## AVAILABLE DATA:
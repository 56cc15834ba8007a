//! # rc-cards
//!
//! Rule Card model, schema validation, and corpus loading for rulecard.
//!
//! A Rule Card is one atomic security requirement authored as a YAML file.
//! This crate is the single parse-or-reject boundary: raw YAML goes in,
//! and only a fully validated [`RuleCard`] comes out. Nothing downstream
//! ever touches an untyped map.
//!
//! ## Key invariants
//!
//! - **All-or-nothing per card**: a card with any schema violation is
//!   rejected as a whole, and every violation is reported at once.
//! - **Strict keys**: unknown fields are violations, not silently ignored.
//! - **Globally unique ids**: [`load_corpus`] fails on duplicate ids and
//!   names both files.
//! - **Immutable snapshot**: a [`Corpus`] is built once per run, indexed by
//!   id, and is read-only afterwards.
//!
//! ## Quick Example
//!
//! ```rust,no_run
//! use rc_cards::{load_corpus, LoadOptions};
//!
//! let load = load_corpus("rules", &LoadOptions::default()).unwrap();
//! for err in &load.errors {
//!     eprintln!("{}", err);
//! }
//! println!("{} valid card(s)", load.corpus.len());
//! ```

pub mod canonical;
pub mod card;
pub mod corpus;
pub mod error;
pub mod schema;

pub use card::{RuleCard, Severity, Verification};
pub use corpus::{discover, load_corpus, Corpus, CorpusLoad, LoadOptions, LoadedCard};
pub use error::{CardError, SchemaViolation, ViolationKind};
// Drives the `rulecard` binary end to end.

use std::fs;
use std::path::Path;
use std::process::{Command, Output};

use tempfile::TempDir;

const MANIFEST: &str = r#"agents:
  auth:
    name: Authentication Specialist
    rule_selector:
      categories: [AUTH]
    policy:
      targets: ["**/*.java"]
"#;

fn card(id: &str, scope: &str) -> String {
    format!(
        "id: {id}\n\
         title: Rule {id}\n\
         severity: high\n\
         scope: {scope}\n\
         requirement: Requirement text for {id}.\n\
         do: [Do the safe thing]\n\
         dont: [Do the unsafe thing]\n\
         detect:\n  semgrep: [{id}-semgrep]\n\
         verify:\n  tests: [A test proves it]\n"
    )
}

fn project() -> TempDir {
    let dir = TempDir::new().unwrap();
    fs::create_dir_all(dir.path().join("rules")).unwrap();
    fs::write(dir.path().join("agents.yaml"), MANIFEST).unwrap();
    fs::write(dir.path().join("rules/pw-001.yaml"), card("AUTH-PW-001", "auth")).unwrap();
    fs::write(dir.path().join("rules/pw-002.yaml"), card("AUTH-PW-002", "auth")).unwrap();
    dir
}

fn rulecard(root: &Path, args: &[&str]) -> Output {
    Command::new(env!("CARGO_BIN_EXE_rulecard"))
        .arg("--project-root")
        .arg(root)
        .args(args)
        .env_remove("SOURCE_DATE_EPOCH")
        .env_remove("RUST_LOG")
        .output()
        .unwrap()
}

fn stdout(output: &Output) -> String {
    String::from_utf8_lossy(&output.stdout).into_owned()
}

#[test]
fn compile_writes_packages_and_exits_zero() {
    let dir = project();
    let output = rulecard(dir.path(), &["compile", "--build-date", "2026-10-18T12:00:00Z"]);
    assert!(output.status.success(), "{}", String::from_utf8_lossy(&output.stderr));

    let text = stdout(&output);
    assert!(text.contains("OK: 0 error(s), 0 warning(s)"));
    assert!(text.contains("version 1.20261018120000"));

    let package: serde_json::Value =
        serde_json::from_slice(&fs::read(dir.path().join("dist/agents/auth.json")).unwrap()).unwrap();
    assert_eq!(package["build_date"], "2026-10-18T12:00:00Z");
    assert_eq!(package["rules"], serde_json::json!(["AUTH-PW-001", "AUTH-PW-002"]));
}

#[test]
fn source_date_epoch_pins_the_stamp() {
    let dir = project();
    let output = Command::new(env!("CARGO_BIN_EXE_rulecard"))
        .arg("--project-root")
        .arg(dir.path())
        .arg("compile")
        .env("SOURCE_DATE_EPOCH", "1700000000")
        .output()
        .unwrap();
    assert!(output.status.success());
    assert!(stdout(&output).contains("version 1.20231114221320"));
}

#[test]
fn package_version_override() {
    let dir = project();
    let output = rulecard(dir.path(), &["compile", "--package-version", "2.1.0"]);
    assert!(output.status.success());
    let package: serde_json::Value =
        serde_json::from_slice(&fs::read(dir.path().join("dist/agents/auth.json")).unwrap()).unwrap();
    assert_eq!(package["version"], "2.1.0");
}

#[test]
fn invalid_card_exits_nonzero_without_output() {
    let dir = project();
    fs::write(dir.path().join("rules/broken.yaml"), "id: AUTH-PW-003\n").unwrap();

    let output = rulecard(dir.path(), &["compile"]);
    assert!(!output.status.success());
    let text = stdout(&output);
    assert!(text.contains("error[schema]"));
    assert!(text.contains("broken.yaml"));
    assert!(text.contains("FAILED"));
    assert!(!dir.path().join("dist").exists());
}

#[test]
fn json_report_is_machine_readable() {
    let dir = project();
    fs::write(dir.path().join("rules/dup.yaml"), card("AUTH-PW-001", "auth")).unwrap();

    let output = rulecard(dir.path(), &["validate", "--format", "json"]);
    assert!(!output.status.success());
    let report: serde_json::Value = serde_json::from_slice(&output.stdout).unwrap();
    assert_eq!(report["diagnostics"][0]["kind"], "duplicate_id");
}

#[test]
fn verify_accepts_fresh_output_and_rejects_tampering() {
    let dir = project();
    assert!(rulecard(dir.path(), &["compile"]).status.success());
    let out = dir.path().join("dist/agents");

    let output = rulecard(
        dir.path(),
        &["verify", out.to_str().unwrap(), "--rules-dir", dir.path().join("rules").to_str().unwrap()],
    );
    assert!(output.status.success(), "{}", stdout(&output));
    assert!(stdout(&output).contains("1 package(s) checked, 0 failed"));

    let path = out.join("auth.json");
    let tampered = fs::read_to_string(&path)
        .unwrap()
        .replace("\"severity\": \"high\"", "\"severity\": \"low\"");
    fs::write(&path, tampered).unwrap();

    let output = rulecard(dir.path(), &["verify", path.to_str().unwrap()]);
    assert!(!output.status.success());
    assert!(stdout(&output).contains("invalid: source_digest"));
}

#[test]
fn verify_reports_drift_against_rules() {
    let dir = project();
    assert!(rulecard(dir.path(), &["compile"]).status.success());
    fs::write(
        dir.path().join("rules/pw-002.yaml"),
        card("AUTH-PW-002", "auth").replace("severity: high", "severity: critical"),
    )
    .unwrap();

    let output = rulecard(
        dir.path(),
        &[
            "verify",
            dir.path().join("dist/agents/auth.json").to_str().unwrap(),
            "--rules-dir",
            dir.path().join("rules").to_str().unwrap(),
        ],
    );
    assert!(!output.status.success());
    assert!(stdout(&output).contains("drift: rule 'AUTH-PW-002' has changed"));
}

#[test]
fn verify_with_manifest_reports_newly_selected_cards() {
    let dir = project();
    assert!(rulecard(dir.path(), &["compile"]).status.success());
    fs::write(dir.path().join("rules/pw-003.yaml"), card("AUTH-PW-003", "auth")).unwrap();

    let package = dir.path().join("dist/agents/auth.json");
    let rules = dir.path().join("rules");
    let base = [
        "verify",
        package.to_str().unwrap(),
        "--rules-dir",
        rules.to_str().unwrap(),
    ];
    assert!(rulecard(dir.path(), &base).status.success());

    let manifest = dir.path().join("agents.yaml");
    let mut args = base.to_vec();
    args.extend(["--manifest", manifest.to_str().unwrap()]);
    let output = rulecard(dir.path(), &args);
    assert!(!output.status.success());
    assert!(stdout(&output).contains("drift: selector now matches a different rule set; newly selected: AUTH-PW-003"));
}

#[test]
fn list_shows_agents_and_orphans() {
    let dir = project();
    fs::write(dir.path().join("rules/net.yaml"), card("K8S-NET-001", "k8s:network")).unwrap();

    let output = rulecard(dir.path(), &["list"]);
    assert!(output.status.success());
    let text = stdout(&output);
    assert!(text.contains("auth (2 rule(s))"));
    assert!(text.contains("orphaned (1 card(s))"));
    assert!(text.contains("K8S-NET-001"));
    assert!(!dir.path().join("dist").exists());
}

---

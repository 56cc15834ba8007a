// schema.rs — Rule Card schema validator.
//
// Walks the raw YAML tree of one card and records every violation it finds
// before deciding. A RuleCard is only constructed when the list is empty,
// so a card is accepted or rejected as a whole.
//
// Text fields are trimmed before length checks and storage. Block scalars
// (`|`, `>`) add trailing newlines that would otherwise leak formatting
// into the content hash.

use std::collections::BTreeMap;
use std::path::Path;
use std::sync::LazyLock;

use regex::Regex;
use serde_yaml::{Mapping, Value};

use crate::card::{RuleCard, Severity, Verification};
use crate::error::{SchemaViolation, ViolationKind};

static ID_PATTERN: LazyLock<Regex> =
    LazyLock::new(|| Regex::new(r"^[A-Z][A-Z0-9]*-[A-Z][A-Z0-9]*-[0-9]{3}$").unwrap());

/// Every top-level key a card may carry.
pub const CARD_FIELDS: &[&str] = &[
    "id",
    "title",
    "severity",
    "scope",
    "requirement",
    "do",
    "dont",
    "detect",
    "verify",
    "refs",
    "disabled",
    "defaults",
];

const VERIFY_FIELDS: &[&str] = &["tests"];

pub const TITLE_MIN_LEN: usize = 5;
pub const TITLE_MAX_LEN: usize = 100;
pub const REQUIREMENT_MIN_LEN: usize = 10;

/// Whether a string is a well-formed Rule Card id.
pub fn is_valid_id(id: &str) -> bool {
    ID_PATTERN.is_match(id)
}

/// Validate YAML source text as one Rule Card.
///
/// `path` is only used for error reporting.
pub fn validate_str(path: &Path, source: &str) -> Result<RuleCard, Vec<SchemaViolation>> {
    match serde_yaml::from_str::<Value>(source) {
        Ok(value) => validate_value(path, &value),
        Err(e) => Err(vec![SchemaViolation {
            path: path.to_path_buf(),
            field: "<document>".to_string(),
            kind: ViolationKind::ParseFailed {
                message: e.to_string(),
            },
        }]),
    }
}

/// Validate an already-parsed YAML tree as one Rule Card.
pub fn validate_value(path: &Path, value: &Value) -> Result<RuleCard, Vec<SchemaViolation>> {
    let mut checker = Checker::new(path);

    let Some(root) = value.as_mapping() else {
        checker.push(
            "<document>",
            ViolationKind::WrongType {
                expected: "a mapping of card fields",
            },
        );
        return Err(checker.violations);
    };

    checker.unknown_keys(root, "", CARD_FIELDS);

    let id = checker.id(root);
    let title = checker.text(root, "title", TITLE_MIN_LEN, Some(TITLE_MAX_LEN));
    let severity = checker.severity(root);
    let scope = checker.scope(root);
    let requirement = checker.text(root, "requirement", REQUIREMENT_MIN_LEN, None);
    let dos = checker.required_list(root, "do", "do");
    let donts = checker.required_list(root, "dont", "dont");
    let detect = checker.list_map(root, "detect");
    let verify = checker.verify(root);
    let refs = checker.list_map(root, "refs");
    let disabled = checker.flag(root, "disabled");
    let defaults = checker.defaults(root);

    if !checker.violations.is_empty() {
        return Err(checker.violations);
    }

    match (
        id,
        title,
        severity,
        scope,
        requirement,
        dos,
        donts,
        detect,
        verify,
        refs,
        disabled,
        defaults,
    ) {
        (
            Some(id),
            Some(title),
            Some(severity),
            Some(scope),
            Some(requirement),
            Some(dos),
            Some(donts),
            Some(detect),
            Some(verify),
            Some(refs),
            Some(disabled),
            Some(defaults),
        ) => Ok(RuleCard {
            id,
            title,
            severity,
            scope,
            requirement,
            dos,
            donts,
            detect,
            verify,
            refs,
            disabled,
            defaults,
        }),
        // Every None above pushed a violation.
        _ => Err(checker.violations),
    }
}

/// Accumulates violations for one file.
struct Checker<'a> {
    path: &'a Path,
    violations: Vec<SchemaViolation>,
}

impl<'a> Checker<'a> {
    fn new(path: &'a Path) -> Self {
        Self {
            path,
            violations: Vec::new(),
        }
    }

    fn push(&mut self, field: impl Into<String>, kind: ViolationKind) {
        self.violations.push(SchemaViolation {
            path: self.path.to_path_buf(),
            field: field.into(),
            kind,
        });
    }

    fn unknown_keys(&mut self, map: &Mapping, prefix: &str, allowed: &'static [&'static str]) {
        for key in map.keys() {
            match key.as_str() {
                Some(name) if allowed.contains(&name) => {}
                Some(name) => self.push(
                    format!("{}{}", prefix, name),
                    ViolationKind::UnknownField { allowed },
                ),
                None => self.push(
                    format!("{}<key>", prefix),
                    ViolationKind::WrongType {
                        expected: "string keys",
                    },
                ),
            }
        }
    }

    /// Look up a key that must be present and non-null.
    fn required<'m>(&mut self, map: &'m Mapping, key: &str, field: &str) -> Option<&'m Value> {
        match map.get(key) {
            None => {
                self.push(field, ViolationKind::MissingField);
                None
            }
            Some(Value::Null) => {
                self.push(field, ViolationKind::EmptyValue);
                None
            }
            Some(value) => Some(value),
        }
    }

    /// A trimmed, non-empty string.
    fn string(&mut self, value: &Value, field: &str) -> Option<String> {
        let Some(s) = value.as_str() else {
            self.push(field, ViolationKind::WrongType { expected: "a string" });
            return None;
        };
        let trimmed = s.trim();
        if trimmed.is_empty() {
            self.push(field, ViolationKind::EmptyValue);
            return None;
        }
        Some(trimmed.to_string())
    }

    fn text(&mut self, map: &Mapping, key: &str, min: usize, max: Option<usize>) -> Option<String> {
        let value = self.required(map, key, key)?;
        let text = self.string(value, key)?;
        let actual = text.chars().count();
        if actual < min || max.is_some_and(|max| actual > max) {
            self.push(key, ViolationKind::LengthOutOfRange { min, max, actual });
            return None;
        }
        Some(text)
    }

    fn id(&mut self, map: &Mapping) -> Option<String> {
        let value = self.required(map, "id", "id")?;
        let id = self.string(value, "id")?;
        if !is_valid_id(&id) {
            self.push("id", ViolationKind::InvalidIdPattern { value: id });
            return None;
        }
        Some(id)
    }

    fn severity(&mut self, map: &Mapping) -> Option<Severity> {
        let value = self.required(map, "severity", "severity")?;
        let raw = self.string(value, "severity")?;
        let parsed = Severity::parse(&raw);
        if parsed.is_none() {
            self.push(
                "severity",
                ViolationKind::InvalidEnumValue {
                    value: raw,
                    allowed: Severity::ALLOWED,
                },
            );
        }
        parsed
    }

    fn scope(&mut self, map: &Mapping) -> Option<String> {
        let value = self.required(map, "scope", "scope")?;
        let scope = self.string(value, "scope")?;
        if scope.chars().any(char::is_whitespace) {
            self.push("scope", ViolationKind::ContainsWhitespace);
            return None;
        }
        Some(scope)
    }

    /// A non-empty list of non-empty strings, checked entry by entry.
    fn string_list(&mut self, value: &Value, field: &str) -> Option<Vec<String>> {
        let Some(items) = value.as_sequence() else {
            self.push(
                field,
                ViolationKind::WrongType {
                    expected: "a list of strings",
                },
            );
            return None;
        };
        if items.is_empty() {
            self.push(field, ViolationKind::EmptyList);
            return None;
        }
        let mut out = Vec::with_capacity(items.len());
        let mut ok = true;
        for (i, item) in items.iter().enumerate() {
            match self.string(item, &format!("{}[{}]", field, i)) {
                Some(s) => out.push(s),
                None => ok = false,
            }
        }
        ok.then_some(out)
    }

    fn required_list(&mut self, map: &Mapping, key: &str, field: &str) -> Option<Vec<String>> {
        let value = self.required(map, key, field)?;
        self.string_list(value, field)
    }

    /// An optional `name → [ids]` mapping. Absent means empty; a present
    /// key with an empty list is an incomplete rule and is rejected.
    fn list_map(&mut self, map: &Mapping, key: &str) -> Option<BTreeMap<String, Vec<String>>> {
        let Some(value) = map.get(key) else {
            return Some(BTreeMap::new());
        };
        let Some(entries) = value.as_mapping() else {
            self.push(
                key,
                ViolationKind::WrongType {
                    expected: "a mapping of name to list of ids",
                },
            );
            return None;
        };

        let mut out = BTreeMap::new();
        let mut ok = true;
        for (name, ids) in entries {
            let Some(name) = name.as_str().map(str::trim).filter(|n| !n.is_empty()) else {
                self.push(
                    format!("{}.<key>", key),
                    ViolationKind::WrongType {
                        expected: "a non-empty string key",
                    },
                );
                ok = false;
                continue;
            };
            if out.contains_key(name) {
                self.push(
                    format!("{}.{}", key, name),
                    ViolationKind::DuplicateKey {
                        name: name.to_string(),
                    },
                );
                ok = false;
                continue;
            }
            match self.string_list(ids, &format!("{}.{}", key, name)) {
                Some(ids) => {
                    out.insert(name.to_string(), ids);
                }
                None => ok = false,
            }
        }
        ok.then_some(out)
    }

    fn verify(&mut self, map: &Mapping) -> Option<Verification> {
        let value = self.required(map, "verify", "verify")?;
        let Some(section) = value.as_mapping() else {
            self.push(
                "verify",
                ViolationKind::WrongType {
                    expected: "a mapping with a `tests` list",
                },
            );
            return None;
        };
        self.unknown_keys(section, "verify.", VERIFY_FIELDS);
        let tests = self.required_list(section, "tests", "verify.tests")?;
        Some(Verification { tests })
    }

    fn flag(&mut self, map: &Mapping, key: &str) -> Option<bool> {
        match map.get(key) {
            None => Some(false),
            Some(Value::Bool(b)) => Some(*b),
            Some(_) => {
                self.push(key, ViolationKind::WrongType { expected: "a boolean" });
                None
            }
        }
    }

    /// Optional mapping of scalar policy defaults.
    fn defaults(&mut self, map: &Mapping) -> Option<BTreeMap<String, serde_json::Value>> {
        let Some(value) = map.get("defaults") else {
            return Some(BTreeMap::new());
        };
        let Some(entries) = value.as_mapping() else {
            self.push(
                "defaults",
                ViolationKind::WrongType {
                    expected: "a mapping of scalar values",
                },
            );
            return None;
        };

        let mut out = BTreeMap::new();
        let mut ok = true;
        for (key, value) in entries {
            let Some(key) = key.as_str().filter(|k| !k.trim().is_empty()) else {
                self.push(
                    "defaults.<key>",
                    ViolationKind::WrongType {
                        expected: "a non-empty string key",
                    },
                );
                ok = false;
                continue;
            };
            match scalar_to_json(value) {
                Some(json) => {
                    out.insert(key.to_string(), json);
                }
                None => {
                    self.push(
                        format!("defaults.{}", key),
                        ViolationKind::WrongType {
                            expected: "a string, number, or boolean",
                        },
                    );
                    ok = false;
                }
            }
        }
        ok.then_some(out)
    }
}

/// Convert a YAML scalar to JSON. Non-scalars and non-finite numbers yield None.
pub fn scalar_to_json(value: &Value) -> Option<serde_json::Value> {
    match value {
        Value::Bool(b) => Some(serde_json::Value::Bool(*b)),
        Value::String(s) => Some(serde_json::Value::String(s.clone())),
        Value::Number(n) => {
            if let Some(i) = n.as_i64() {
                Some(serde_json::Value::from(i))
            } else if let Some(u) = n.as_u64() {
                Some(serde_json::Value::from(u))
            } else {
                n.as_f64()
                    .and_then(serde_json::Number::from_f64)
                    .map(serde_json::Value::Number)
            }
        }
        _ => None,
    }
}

## PROBLEM TO SOLVE:
Which lines of the data include "high"? Copy each of them.

## RESPONSE BOX:
         severity: high\n\
        .replace("\"severity\": \"high\"", "\"severity\": \"low\"");
        card("AUTH-PW-002", "auth").replace("severity: high", "severity: critical"),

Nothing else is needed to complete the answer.